The people who lived within what is now referred to as the U.S. prior to the colonial invasion in the 1500s were numerous and culturally diverse, and they spoke many different languages. But they did not use traditional forms of writing, so they did not leave behind tablets or scrolls detailing their daily lives, their diets, their ailments, their social institutions, or their political structures. All of this must be inferred from the remains of their built environment and constructed cultural milieu that have survived the ravages of time. The physical traces left behind are what archaeologists focus their research on. Information about ancient people only becomes available when archaeologists excavate, retrieve, and analyze the remnants of these complex, dynamic, and multidimensional ancient villages and early cities.

Bioarchaeologists are specialists who have many years of training in human biology and anatomy with a special focus on osteology (bones and teeth). While muscle, organs and flesh degrade quickly over time when placed under soil, often bones and teeth preserve indefinitely. In some places, such as the American Southwest, dry desert conditions facilitate the preservation of hard tissues such as bone and teeth for hundreds or thousands of years. In places where abundant rain, seasonal temperature fluctuations, and thick vegetation are found, human remains are far less likely to survive for long periods. Dry and undisturbed locations such as caves or places where freezing and thawing do not occur are also good for preserving hard tissues of the human body. Natural mummification of soft tissue and hair is rare although not unknown for the U.S. Naturally skeletonized bodies from the past are much more common.

Bioarchaeologists are anthropologists, and they are most interested in understanding human behavior over the long arc of time. Specifically bioarchaeologists focus on bodies because they reveal tangible biological features of each individual human and because bodies are also influenced and shaped by cultural and environmental forces. Remnants of these biocultural bodies in the form of bones and teeth are the data sets that they work with. With bone and teeth, combined with the context that they are found in, bioarchaeologists can partially reconstruct the lives of individuals, groups of individuals, communities, and populations. This text provides some snapshots into how that is done.

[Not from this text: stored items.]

/// Registry of live games. The index lock is only held for lookups,
/// inserts and removals; every change to a game happens under that game's
/// own lock.
pub struct SessionDirectory {
    games: RwLock<HashMap<GameId, Arc<GameSlot>>>,
    next_seq: AtomicU64,
    board: Board,
    max_players: usize,
    lock_timeout: Duration,
    store: Arc<dyn GameStore>,
}

impl SessionDirectory {
    pub fn new(
        board: Board,
        max_players: usize,
        lock_timeout: Duration,
        store: Arc<dyn GameStore>,
    ) -> Self {
        Self {
            games: RwLock::new(HashMap::new()),
            next_seq: AtomicU64::new(0),
            board,
            max_players,
            lock_timeout,
            store,
        }
    }

    async fn slot(&self, id: GameId) -> Option<Arc<GameSlot>> {
        self.games.read().await.get(&id).cloned()
    }

    async fn lock<'a>(&self, slot: &'a GameSlot) -> Result<MutexGuard<'a, Game>, RejectReason> {
        let guard = tokio::time::timeout(self.lock_timeout, slot.game.lock())
            .await
            .map_err(|_| RejectReason::GameBusy)?;
        if slot.removed.load(Ordering::Acquire) {
            return Err(RejectReason::GameNotFound);
        }
        Ok(guard)
    }

    async fn lock_cancellable<'a>(
        &self,
        slot: &'a GameSlot,
        cancel: &CancellationToken,
    ) -> Result<MutexGuard<'a, Game>, RejectReason> {
        tokio::select! {
            biased;
            _ = cancel.cancelled() => Err(RejectReason::Disconnected),
            guard = self.lock(slot) => guard,
        }
    }

    /// Write a snapshot taken at `version` to the store on the blocking pool.
    /// Call only after the game lock is released. A snapshot older than the
    /// one already stored, or of a removed game, is dropped.
    async fn persist(&self, slot: &Arc<GameSlot>, game: Game, version: u64) {
        let store = Arc::clone(&self.store);
        let slot = Arc::clone(slot);
        let game_id = game.id;
        let result = tokio::task::spawn_blocking(move || {
            let mut stored = slot.stored.lock().unwrap_or_else(PoisonError::into_inner);
            if slot.removed.load(Ordering::Acquire) || *stored >= version {
                return Ok(());
            }
            store.save(&game)?;
            *stored = version;
            Ok::<(), StoreError>(())
        })
        .await;
        match result {
            Ok(Ok(())) => {},
            Ok(Err(e)) => {
                tracing::warn!(game_id = %game_id, error = %e, "Failed to persist game");
            },
            Err(e) => {
                tracing::warn!(game_id = %game_id, error = %e, "Persist task failed");
            },
        }
    }

    /// Delete the stored copy of a game already marked removed.
    async fn unpersist(&self, slot: &Arc<GameSlot>, game_id: GameId) {
        let store = Arc::clone(&self.store);
        let slot = Arc::clone(slot);
        let result = tokio::task::spawn_blocking(move || {
            let _stored = slot.stored.lock().unwrap_or_else(PoisonError::into_inner);
            store.delete(game_id)
        })
        .await;
        match result {
            Ok(Ok(())) => {},
            Ok(Err(e)) => {
                tracing::warn!(game_id = %game_id, error = %e, "Failed to delete persisted game");
            },
            Err(e) => {
                tracing::warn!(game_id = %game_id, error = %e, "Delete task failed");
            },
        }
    }

    /// Hold the game's lock until the returned sender is dropped or fired.
    #[cfg(test)]
    pub(crate) async fn hold_lock(&self, game_id: GameId) -> tokio::sync::oneshot::Sender<()> {
        let slot = self.slot(game_id).await.expect("game exists");
        let (locked_tx, locked_rx) = tokio::sync::oneshot::channel();
        let (release_tx, release_rx) = tokio::sync::oneshot::channel::<()>();
        tokio::spawn(async move {
            let _guard = slot.game.lock().await;
            let _ = locked_tx.send(());
            let _ = release_rx.await;
        });
        locked_rx.await.expect("lock taken");
        release_tx
    }

    /// Oldest live game that is waiting for players and has a free seat.
    pub async fn find_joinable(&self) -> Option<GameId> {
        let games = self.games.read().await;
        games
            .iter()
            .filter(|(_, slot)| slot.joinable.load(Ordering::Acquire))
            .min_by_key(|(_, slot)| slot.seq)
            .map(|(&id, _)| id)
    }

    /// Create a waiting game with `host` as its only member.
    pub async fn create_game(&self, host: PlayerInfo) -> Game {
        let game = Game::new(Uuid::new_v4(), host, self.max_players);
        let seq = self.next_seq.fetch_add(1, Ordering::Relaxed);
        let slot = Arc::new(GameSlot::new(game.clone(), seq));
        self.games.write().await.insert(game.id, Arc::clone(&slot));
        tracing::info!(game_id = %game.id, host = %game.host, "Game created");
        self.persist(&slot, game.clone(), 1).await;
        game
    }

    /// Add `player` to a waiting game and start it if the roster is now full.
    /// Joining a game one is already a member of is a no-op that still
    /// returns the game.
    pub async fn join_game(
        &self,
        player: PlayerInfo,
        game_id: GameId,
        cancel: &CancellationToken,
    ) -> Result<Game, RejectReason> {
        let slot = self.slot(game_id).await.ok_or(RejectReason::GameNotFound)?;
        let (game, version) = {
            let mut game = self.lock_cancellable(&slot, cancel).await?;
            let player_id = player.id;
            if game.join(player)? {
                tracing::info!(game_id = %game_id, player_id = %player_id, "Player joined game");
            }
            self.start_locked(&mut game);
            let version = slot.refresh(&game);
            (game.clone(), version)
        };
        self.persist(&slot, game.clone(), version).await;
        Ok(game)
    }

    /// Rejoin a live, unfinished game the player is already seated in, with
    /// their current display name.
    pub async fn rejoin(
        &self,
        player: &PlayerInfo,
        game_id: GameId,
        cancel: &CancellationToken,
    ) -> Result<Game, RejectReason> {
        let slot = self.slot(game_id).await.ok_or(RejectReason::GameNotFound)?;
        let (game, version) = {
            let mut game = self.lock_cancellable(&slot, cancel).await?;
            if !game.is_member(player.id) {
                return Err(RejectReason::GameNotFound);
            }
            if game.phase() == GamePhase::Finished {
                return Err(RejectReason::GameOver);
            }
            game.rename_player(player.id, &player.name);
            let version = slot.refresh(&game);
            (game.clone(), version)
        };
        self.persist(&slot, game.clone(), version).await;
        Ok(game)
    }

    /// Start the game if its roster is full and it has not started yet.
    pub async fn maybe_start(&self, game_id: GameId) -> Result<bool, RejectReason> {
        let slot = self.slot(game_id).await.ok_or(RejectReason::GameNotFound)?;
        let started = {
            let mut game = self.lock(&slot).await?;
            self.start_locked(&mut game)
                .then(|| (game.clone(), slot.refresh(&game)))
        };
        let Some((game, version)) = started else {
            return Ok(false);
        };
        self.persist(&slot, game, version).await;
        Ok(true)
    }

    fn start_locked(&self, game: &mut Game) -> bool {
        let started = game.start(&self.board);
        if started {
            tracing::info!(
                game_id = %game.id,
                players = game.players.len(),
                "Game started"
            );
        }
        started
    }

    /// Validate and apply a kick, then broadcast the new state once the game
    /// lock has been released. Rejections change nothing and broadcast nothing.
    pub async fn submit_move(
        &self,
        game_id: GameId,
        player_id: PlayerId,
        target: Vertex,
    ) -> Result<TurnResult, RejectReason> {
        let slot = self.slot(game_id).await.ok_or(RejectReason::GameNotFound)?;
        let (game, kick, version) = {
            let mut game = self.lock(&slot).await?;
            let kick = game.apply_move(player_id, target)?;
            let version = slot.refresh(&game);
            (game.clone(), kick, version)
        };

        tracing::debug!(
            game_id = %game_id,
            player_id = %player_id,
            from = kick.from,
            to = kick.to,
            extra_turn = kick.extra_turn,
            "Kick accepted"
        );
        if let Some(outcome) = kick.outcome {
            tracing::info!(game_id = %game_id, ?outcome, "Game finished");
        }

        broadcast(&slot, &game);
        let state = game
            .state()
            .cloned()
            .ok_or(RejectReason::GameNotStarted)?;
        self.persist(&slot, game, version).await;
        Ok(TurnResult { state, kick })
    }

    /// Remove the game if no member of its roster is connected. Returns
    /// whether this call removed it; repeated or concurrent calls remove it at
    /// most once.
    pub async fn purge_if_inactive(&self, game_id: GameId, presence: &PresenceTracker) -> bool {
        let Some(slot) = self.slot(game_id).await else {
            return false;
        };
        let game = match self.lock(&slot).await {
            Ok(game) => game,
            Err(RejectReason::GameBusy) => {
                tracing::warn!(game_id = %game_id, "Purge skipped, game busy");
                return false;
            },
            Err(_) => return false,
        };

        let members: Vec<PlayerId> = game.players.iter().map(|p| p.id).collect();
        if presence.any_connected(&members).await {
            return false;
        }
        self.remove_locked(&slot, &game, presence).await;
        tracing::info!(game_id = %game_id, phase = ?game.phase(), "Purged inactive game");
        drop(game);
        self.unpersist(&slot, game_id).await;
        true
    }

    /// Unlist a game while holding its lock. Later lock holders see the
    /// removed flag and report `GameNotFound`.
    /// The stored copy is left for [`Self::unpersist`] once the lock is
    /// released.
    async fn remove_locked(&self, slot: &GameSlot, game: &Game, presence: &PresenceTracker) {
        slot.removed.store(true, Ordering::Release);
        slot.joinable.store(false, Ordering::Release);
        self.games.write().await.remove(&game.id);
        let members: Vec<PlayerId> = game.players.iter().map(|p| p.id).collect();
        presence.clear_game(game.id, &members).await;
        slot.channel
            .lock()
            .unwrap_or_else(PoisonError::into_inner)
            .clear();
    }

    /// Route broadcasts for `player` in this game to `sender`, replacing any
    /// earlier connection of the same player.
    pub async fn join_channel(
        &self,
        game_id: GameId,
        player_id: PlayerId,
        connection: ConnectionId,
        sender: PlayerSender,
    ) -> bool {
        let Some(slot) = self.slot(game_id).await else {
            return false;
        };
        slot.channel
            .lock()
            .unwrap_or_else(PoisonError::into_inner)
            .insert(player_id, ChannelMember { connection, sender });
        true
    }

    /// Stop routing broadcasts to `connection`. A newer connection of the
    /// same player stays subscribed.
    pub async fn leave_channel(
        &self,
        game_id: GameId,
        player_id: PlayerId,
        connection: ConnectionId,
    ) {
        if let Some(slot) = self.slot(game_id).await {
            let mut channel = slot.channel.lock().unwrap_or_else(PoisonError::into_inner);
            if channel
                .get(&player_id)
                .is_some_and(|member| member.connection == connection)
            {
                channel.remove(&player_id);
            }
        }
    }

    /// Send the current state of the game to everyone in its channel.
    pub async fn broadcast_game(&self, game_id: GameId) -> Result<(), RejectReason> {
        let slot = self.slot(game_id).await.ok_or(RejectReason::GameNotFound)?;
        let game = self.lock(&slot).await?.clone();
        broadcast(&slot, &game);
        Ok(())
    }

    pub async fn snapshot(&self, game_id: GameId) -> Option<Game> {
        let slot = self.slot(game_id).await?;
        let game = self.lock(&slot).await.ok()?;
        Some(game.clone())
    }

    /// (live games, seated players)
    pub async fn stats(&self) -> (usize, usize) {
        let games = self.games.read().await;
        let seated = games
            .values()
            .map(|slot| slot.seated.load(Ordering::Acquire))
            .sum();
        (games.len(), seated)
    }

    /// Remove games untouched for longer than `max_idle` whose members are
    /// all disconnected. Games that are locked right now are in use and
    /// skipped.
    pub async fn cleanup_idle_games(&self, max_idle: Duration, presence: &PresenceTracker) -> usize {
        let stale: Vec<Arc<GameSlot>> = {
            let games = self.games.read().await;
            games
                .values()
                .filter(|slot| slot.idle_for() >= max_idle)
                .cloned()
                .collect()
        };

        let mut removed = 0;
        for slot in stale {
            let Ok(game) = slot.game.try_lock() else {
                continue;
            };
            if slot.removed.load(Ordering::Acquire) {
                continue;
            }
            let members: Vec<PlayerId> = game.players.iter().map(|p| p.id).collect();
            if presence.any_connected(&members).await {
                continue;
            }
            let game_id = game.id;
            self.remove_locked(&slot, &game, presence).await;
            tracing::info!(game_id = %game_id, "Removed idle game");
            drop(game);
            self.unpersist(&slot, game_id).await;
            removed += 1;
        }
        removed
    }
}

Working with human remains (also sometimes referred to as burials) and the bony remnants of humans from the past is fraught with ethical issues. There is nearuniversal disapproval of the scientific study of ancient American human remains from tribal representatives whose job it is to keep their ancestors from being dishonored and disrupted. Tribal scholars have written extensively about the pain and suffering that excavation and analysis brings to their communities because they often see these scientific activities as disturbing the dead and as acts of desecration in spiritual and sacred places (for examples of this, refer to Fine-Dare 2002). This is discussed in more depth later in this chapter because working with human remains in the U.S. may be seen as unethical by some, so the moral dimensions of this kind of work must be parsed out at every step. Within the community of scholars who specialize in skeletal analysis, each researcher working with human remains ultimately crafts his or her own set of guidelines based on his or her particular approach and philosophy. Researchers are guided by a mix of legislative, scientific, theoretical, and ethical principles. There is no one right way to work as a bioarchaeologists because each setting within the U.S. where there has been excavation and the study of human remains is unique with its own set of challenges and constraints.